What is being asked: With the line containing "32 + 32 = 66" as the starting point, output the remaining lines of the data exactly as they are, through the last.
=== Begin Enclosure ===
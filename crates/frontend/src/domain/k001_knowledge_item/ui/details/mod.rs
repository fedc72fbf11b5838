use crate::domain::k001_knowledge_item::api::{fetch_knowledge_item, upsert_knowledge_item};
use crate::shared::canvas::{find_business_model_canvas, find_user_story, TechniqueTabStrip};
use crate::shared::icons::icon;
use contracts::domain::k001_knowledge_item::KnowledgeItemDto;
use contracts::shared::canvas::CanvasElement;
use leptos::prelude::*;
use leptos::task::spawn_local;

/// Knowledge item editor.
///
/// The lower half is the technique canvas: artifacts attached to the
/// item drive the tab strip, and each registered technique can be
/// attached once (the strip deduplicates by tab key anyway).
#[component]
#[allow(non_snake_case)]
pub fn KnowledgeItemDetails(
    #[prop(optional_no_strip)] id: Option<String>,
    on_close: Callback<()>,
) -> impl IntoView {
    let (code, set_code) = signal(String::new());
    let (title, set_title) = signal(String::new());
    let (category, set_category) = signal(String::new());
    let (body, set_body) = signal(String::new());
    let (tags, set_tags) = signal(String::new());
    let (cover_image_url, set_cover_image_url) = signal(String::new());
    let (published, set_published) = signal(false);
    let (canvas_elements, set_canvas_elements) = signal::<Vec<CanvasElement>>(Vec::new());
    let (error, set_error) = signal::<Option<String>>(None);

    let item_id = StoredValue::new(id.clone());

    // Load existing item
    if let Some(id) = id {
        spawn_local(async move {
            match fetch_knowledge_item(&id).await {
                Ok(item) => {
                    set_code.set(item.base.code);
                    set_title.set(item.base.description);
                    set_category.set(item.category);
                    set_body.set(item.body);
                    set_tags.set(item.tags.join(", "));
                    set_cover_image_url.set(item.cover_image_url.unwrap_or_default());
                    set_published.set(item.published);
                    set_canvas_elements.set(item.canvas_elements);
                }
                Err(e) => set_error.set(Some(e)),
            }
        });
    }

    let attach_element = move |element_type: &'static str| {
        set_canvas_elements.update(|elements| {
            let already_there = match element_type {
                "bmc" => find_business_model_canvas(elements).is_some(),
                "userStory" => find_user_story(elements).is_some(),
                _ => false,
            };
            if !already_there {
                elements.push(CanvasElement::new(element_type));
            }
        });
    };

    let save = move |_| {
        let dto = KnowledgeItemDto {
            id: item_id.get_value(),
            code: Some(code.get()).filter(|c| !c.is_empty()),
            description: title.get(),
            category: category.get(),
            body: body.get(),
            tags: tags
                .get()
                .split(',')
                .map(|t| t.trim().to_string())
                .filter(|t| !t.is_empty())
                .collect(),
            cover_image_url: Some(cover_image_url.get()).filter(|u| !u.is_empty()),
            published: published.get(),
            canvas_elements: Some(canvas_elements.get()),
            comment: None,
        };
        spawn_local(async move {
            match upsert_knowledge_item(dto).await {
                Ok(_) => on_close.run(()),
                Err(e) => set_error.set(Some(e)),
            }
        });
    };

    view! {
        <div class="details">
            <div class="header">
                <h2>{move || if item_id.get_value().is_some() { "Edit knowledge item" } else { "New knowledge item" }}</h2>
                <div class="header__actions">
                    <button class="button button--primary" on:click=save>
                        {"Save"}
                    </button>
                    <button class="button button--secondary" on:click=move |_| on_close.run(())>
                        {"Cancel"}
                    </button>
                </div>
            </div>

            {move || error.get().map(|e| view! { <div class="error">{e}</div> })}

            <div class="form">
                <div class="form__row">
                    <label class="form__label">{"Code"}</label>
                    <input
                        type="text"
                        class="form__input"
                        prop:value=move || code.get()
                        on:input=move |ev| set_code.set(event_target_value(&ev))
                    />
                </div>
                <div class="form__row">
                    <label class="form__label">{"Title"}</label>
                    <input
                        type="text"
                        class="form__input"
                        prop:value=move || title.get()
                        on:input=move |ev| set_title.set(event_target_value(&ev))
                    />
                </div>
                <div class="form__row">
                    <label class="form__label">{"Category"}</label>
                    <input
                        type="text"
                        class="form__input"
                        prop:value=move || category.get()
                        on:input=move |ev| set_category.set(event_target_value(&ev))
                    />
                </div>
                <div class="form__row">
                    <label class="form__label">{"Tags (comma-separated)"}</label>
                    <input
                        type="text"
                        class="form__input"
                        prop:value=move || tags.get()
                        on:input=move |ev| set_tags.set(event_target_value(&ev))
                    />
                </div>
                <div class="form__row">
                    <label class="form__label">{"Cover image URL"}</label>
                    <input
                        type="text"
                        class="form__input"
                        prop:value=move || cover_image_url.get()
                        on:input=move |ev| set_cover_image_url.set(event_target_value(&ev))
                    />
                </div>
                <div class="form__row">
                    <label class="form__label">{"Body (markdown)"}</label>
                    <textarea
                        class="form__textarea"
                        rows="12"
                        prop:value=move || body.get()
                        on:input=move |ev| set_body.set(event_target_value(&ev))
                    ></textarea>
                </div>
                <div class="form__row">
                    <label class="form__label">
                        <input
                            type="checkbox"
                            prop:checked=move || published.get()
                            on:change=move |ev| set_published.set(event_target_checked(&ev))
                        />
                        {"Published"}
                    </label>
                </div>
            </div>

            <div class="canvas-section">
                <div class="canvas-section__header">
                    <h3>{"Technique canvas"}</h3>
                    <div class="canvas-section__actions">
                        <button class="button button--ghost" on:click=move |_| attach_element("bmc")>
                            {icon("grid")}
                            {"Attach business model canvas"}
                        </button>
                        <button class="button button--ghost" on:click=move |_| attach_element("userStory")>
                            {icon("map")}
                            {"Attach user story map"}
                        </button>
                    </div>
                </div>
                <TechniqueTabStrip elements=canvas_elements />
            </div>
        </div>
    }
}
// ============================================
// File: crates/palaver-core/src/protocol/codec.rs
// ============================================
//! # Protocol Codec
//!
//! ## Creation Reason
//! Binary serialization and deserialization for the palaver messages,
//! before they are armored into chat text.
//!
//! ## Main Functionality
//! - `Codec` trait: Generic encode/decode interface
//! - `ProtocolCodec`: Implementation for all message types
//! - `encode_*` / `decode_*` convenience functions
//!
//! ## Parsing Strategy
//! 1. Check minimum message length
//! 2. Read message type byte
//! 3. Dispatch to type-specific parser
//! 4. Reject trailing bytes on fixed-size messages
//!
//! ## ⚠️ Important Note for Next Developer
//! - Always validate buffer lengths before reading, `Buf::get_*` panics
//!   on short input
//!
//! ## Last Modified
//! v0.1.0 - Initial codec implementation

use bytes::{Buf, BufMut, Bytes, BytesMut};

use crate::crypto::POLY1305_TAG_SIZE;
use crate::error::{CoreError, Result};
use crate::protocol::messages::{
    Ack, MessageType, Offer, Packet, ACK_SIZE, OFFER_SIZE, PACKET_HEADER_SIZE,
};

/// Largest packet accepted by the decoder, header included.
pub const MAX_PACKET_SIZE: usize = 64 * 1024;

// ============================================
// Codec Trait
// ============================================

/// Trait for encoding and decoding protocol messages.
///
/// # Type Parameters
/// * `T` - The message type to encode/decode
pub trait Codec<T> {
    /// Encodes a message into a byte buffer.
    fn encode(&self, msg: &T, buf: &mut BytesMut);

    /// Decodes a message from bytes.
    ///
    /// # Errors
    /// Returns a protocol error if the bytes are not a valid `T`.
    fn decode(&self, buf: &mut Bytes) -> Result<T>;
}

// ============================================
// ProtocolCodec
// ============================================

/// Codec implementation for all protocol messages.
#[derive(Debug, Default, Clone)]
pub struct ProtocolCodec;

impl ProtocolCodec {
    /// Creates a new protocol codec.
    #[must_use]
    pub const fn new() -> Self {
        Self
    }

    /// Identifies the message type from a buffer without consuming it.
    ///
    /// # Errors
    /// `MessageTooShort` on an empty buffer, `UnknownMessageType` otherwise.
    pub fn peek_message_type(buf: &[u8]) -> Result<MessageType> {
        let first = *buf.first().ok_or(CoreError::too_short(1, 0))?;
        MessageType::from_byte(first).ok_or(CoreError::UnknownMessageType(first))
    }

    fn expect_exact(buf: &Bytes, size: usize) -> Result<()> {
        if buf.len() < size {
            return Err(CoreError::too_short(size, buf.len()));
        }
        if buf.len() > size {
            return Err(CoreError::malformed(format!(
                "{} trailing bytes after {size}-byte message",
                buf.len() - size
            )));
        }
        Ok(())
    }
}

// ============================================
// Offer Codec
// ============================================

impl Codec<Offer> for ProtocolCodec {
    fn encode(&self, msg: &Offer, buf: &mut BytesMut) {
        buf.reserve(OFFER_SIZE);
        buf.put_u8(msg.message_type);
        buf.put_u8(msg.version);
        buf.put_slice(&msg.identity_key);
        buf.put_slice(&msg.ephemeral_key);
        buf.put_i64_le(msg.timestamp);
        buf.put_slice(&msg.signature);
    }

    fn decode(&self, buf: &mut Bytes) -> Result<Offer> {
        Self::expect_exact(buf, OFFER_SIZE)?;

        let message_type = buf.get_u8();
        if message_type != MessageType::Offer.as_byte() {
            return Err(CoreError::malformed(format!(
                "Expected Offer (0x01), got 0x{message_type:02x}"
            )));
        }

        let version = buf.get_u8();

        let mut identity_key = [0u8; 32];
        buf.copy_to_slice(&mut identity_key);

        let mut ephemeral_key = [0u8; 32];
        buf.copy_to_slice(&mut ephemeral_key);

        let timestamp = buf.get_i64_le();

        let mut signature = [0u8; 64];
        buf.copy_to_slice(&mut signature);

        Ok(Offer {
            message_type,
            version,
            identity_key,
            ephemeral_key,
            timestamp,
            signature,
        })
    }
}

// ============================================
// Ack Codec
// ============================================

impl Codec<Ack> for ProtocolCodec {
    fn encode(&self, msg: &Ack, buf: &mut BytesMut) {
        buf.reserve(ACK_SIZE);
        buf.put_u8(msg.message_type);
        buf.put_u8(msg.version);
        buf.put_slice(&msg.identity_key);
        buf.put_slice(&msg.ephemeral_key);
        buf.put_slice(&msg.session_id);
        buf.put_slice(&msg.signature);
    }

    fn decode(&self, buf: &mut Bytes) -> Result<Ack> {
        Self::expect_exact(buf, ACK_SIZE)?;

        let message_type = buf.get_u8();
        if message_type != MessageType::Ack.as_byte() {
            return Err(CoreError::malformed(format!(
                "Expected Ack (0x02), got 0x{message_type:02x}"
            )));
        }

        let version = buf.get_u8();

        let mut identity_key = [0u8; 32];
        buf.copy_to_slice(&mut identity_key);

        let mut ephemeral_key = [0u8; 32];
        buf.copy_to_slice(&mut ephemeral_key);

        let mut session_id = [0u8; 16];
        buf.copy_to_slice(&mut session_id);

        let mut signature = [0u8; 64];
        buf.copy_to_slice(&mut signature);

        Ok(Ack {
            message_type,
            version,
            identity_key,
            ephemeral_key,
            session_id,
            signature,
        })
    }
}

// ============================================
// Packet Codec
// ============================================

impl Codec<Packet> for ProtocolCodec {
    fn encode(&self, msg: &Packet, buf: &mut BytesMut) {
        buf.reserve(PACKET_HEADER_SIZE + msg.ciphertext.len());
        buf.put_u8(msg.message_type.as_byte());
        buf.put_slice(&msg.session_id);
        buf.put_u64_le(msg.counter);
        buf.put_slice(&msg.ciphertext);
    }

    fn decode(&self, buf: &mut Bytes) -> Result<Packet> {
        let min = PACKET_HEADER_SIZE + POLY1305_TAG_SIZE;
        if buf.len() < min {
            return Err(CoreError::too_short(min, buf.len()));
        }
        if buf.len() > MAX_PACKET_SIZE {
            return Err(CoreError::MessageTooLarge {
                max: MAX_PACKET_SIZE,
                actual: buf.len(),
            });
        }

        let type_byte = buf.get_u8();
        let message_type = match MessageType::from_byte(type_byte) {
            Some(t) if t.is_packet() => t,
            Some(_) => {
                return Err(CoreError::malformed(format!(
                    "Expected Data or Close, got 0x{type_byte:02x}"
                )))
            }
            None => return Err(CoreError::UnknownMessageType(type_byte)),
        };

        let mut session_id = [0u8; 16];
        buf.copy_to_slice(&mut session_id);

        let counter = buf.get_u64_le();

        // Remaining bytes are the ciphertext
        let ciphertext = buf.to_vec();

        Ok(Packet {
            message_type,
            session_id,
            counter,
            ciphertext,
        })
    }
}

// ============================================
// Convenience Functions
// ============================================

/// Encodes an Offer to bytes.
#[must_use]
pub fn encode_offer(msg: &Offer) -> BytesMut {
    let mut buf = BytesMut::with_capacity(OFFER_SIZE);
    ProtocolCodec.encode(msg, &mut buf);
    buf
}

/// Decodes an Offer from bytes.
///
/// # Errors
/// See [`Codec::decode`].
pub fn decode_offer(buf: &[u8]) -> Result<Offer> {
    let mut bytes = Bytes::copy_from_slice(buf);
    ProtocolCodec.decode(&mut bytes)
}

/// Encodes an Ack to bytes.
#[must_use]
pub fn encode_ack(msg: &Ack) -> BytesMut {
    let mut buf = BytesMut::with_capacity(ACK_SIZE);
    ProtocolCodec.encode(msg, &mut buf);
    buf
}

/// Decodes an Ack from bytes.
///
/// # Errors
/// See [`Codec::decode`].
pub fn decode_ack(buf: &[u8]) -> Result<Ack> {
    let mut bytes = Bytes::copy_from_slice(buf);
    ProtocolCodec.decode(&mut bytes)
}

/// Encodes a Packet to bytes.
#[must_use]
pub fn encode_packet(msg: &Packet) -> BytesMut {
    let mut buf = BytesMut::with_capacity(msg.wire_size());
    ProtocolCodec.encode(msg, &mut buf);
    buf
}

/// Decodes a Packet from bytes.
///
/// # Errors
/// See [`Codec::decode`].
pub fn decode_packet(buf: &[u8]) -> Result<Packet> {
    let mut bytes = Bytes::copy_from_slice(buf);
    ProtocolCodec.decode(&mut bytes)
}

// ============================================
// Tests
// ============================================

#[cfg(test)]
mod tests {
    use super::*;

    fn sample_offer() -> Offer {
        Offer {
            message_type: MessageType::Offer.as_byte(),
            version: 1,
            identity_key: [0x01u8; 32],
            ephemeral_key: [0x02u8; 32],
            timestamp: 1_700_000_000,
            signature: [0x03u8; 64],
        }
    }

    #[test]
    fn test_offer_roundtrip() {
        let original = sample_offer();
        let encoded = encode_offer(&original);
        assert_eq!(encoded.len(), OFFER_SIZE);
        assert_eq!(decode_offer(&encoded).unwrap(), original);
    }

    #[test]
    fn test_ack_roundtrip() {
        let original = Ack {
            message_type: MessageType::Ack.as_byte(),
            version: 1,
            identity_key: [0x01u8; 32],
            ephemeral_key: [0x02u8; 32],
            session_id: [0x04u8; 16],
            signature: [0x05u8; 64],
        };

        let encoded = encode_ack(&original);
        assert_eq!(encoded.len(), ACK_SIZE);
        assert_eq!(decode_ack(&encoded).unwrap(), original);
    }

    #[test]
    fn test_packet_roundtrip() {
        let original = Packet::new(MessageType::Close, [0x01u8; 16], 42, vec![0x02u8; 16]);
        let encoded = encode_packet(&original);
        assert_eq!(encoded[0], 0x04);
        assert_eq!(decode_packet(&encoded).unwrap(), original);
    }

    #[test]
    fn test_peek_message_type() {
        assert_eq!(
            ProtocolCodec::peek_message_type(&[0x02u8; 146]).unwrap(),
            MessageType::Ack
        );
        assert!(matches!(
            ProtocolCodec::peek_message_type(&[0xFFu8; 10]),
            Err(CoreError::UnknownMessageType(0xFF))
        ));
        assert!(ProtocolCodec::peek_message_type(&[]).is_err());
    }

    #[test]
    fn test_decode_wrong_message_type() {
        let ack_bytes = [0x02u8; OFFER_SIZE];
        assert!(decode_offer(&ack_bytes).is_err());

        let offer_as_packet = encode_offer(&sample_offer());
        assert!(decode_packet(&offer_as_packet).is_err());
    }

    #[test]
    fn test_decode_length_checks() {
        assert!(matches!(
            decode_offer(&[0x01u8; 50]),
            Err(CoreError::MessageTooShort { .. })
        ));

        let mut long = encode_offer(&sample_offer()).to_vec();
        long.push(0);
        assert!(matches!(
            decode_offer(&long),
            Err(CoreError::MalformedMessage { .. })
        ));

        // Header without a tag
        assert!(decode_packet(&[0x03u8; PACKET_HEADER_SIZE]).is_err());
    }

    #[test]
    fn test_timestamp_encoding() {
        let mut offer = sample_offer();
        offer.timestamp = 0x0102_0304_0506_0708;
        let encoded = encode_offer(&offer);

        // Timestamp is at offset 1 + 1 + 32 + 32 = 66
        assert_eq!(&encoded[66..74], &[0x08, 0x07, 0x06, 0x05, 0x04, 0x03, 0x02, 0x01]);
    }
}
=== End Enclosure ===
Solution below:
        // Timestamp is at offset 1 + 1 + 32 + 32 = 66
        assert_eq!(&encoded[66..74], &[0x08, 0x07, 0x06, 0x05, 0x04, 0x03, 0x02, 0x01]);
    }
}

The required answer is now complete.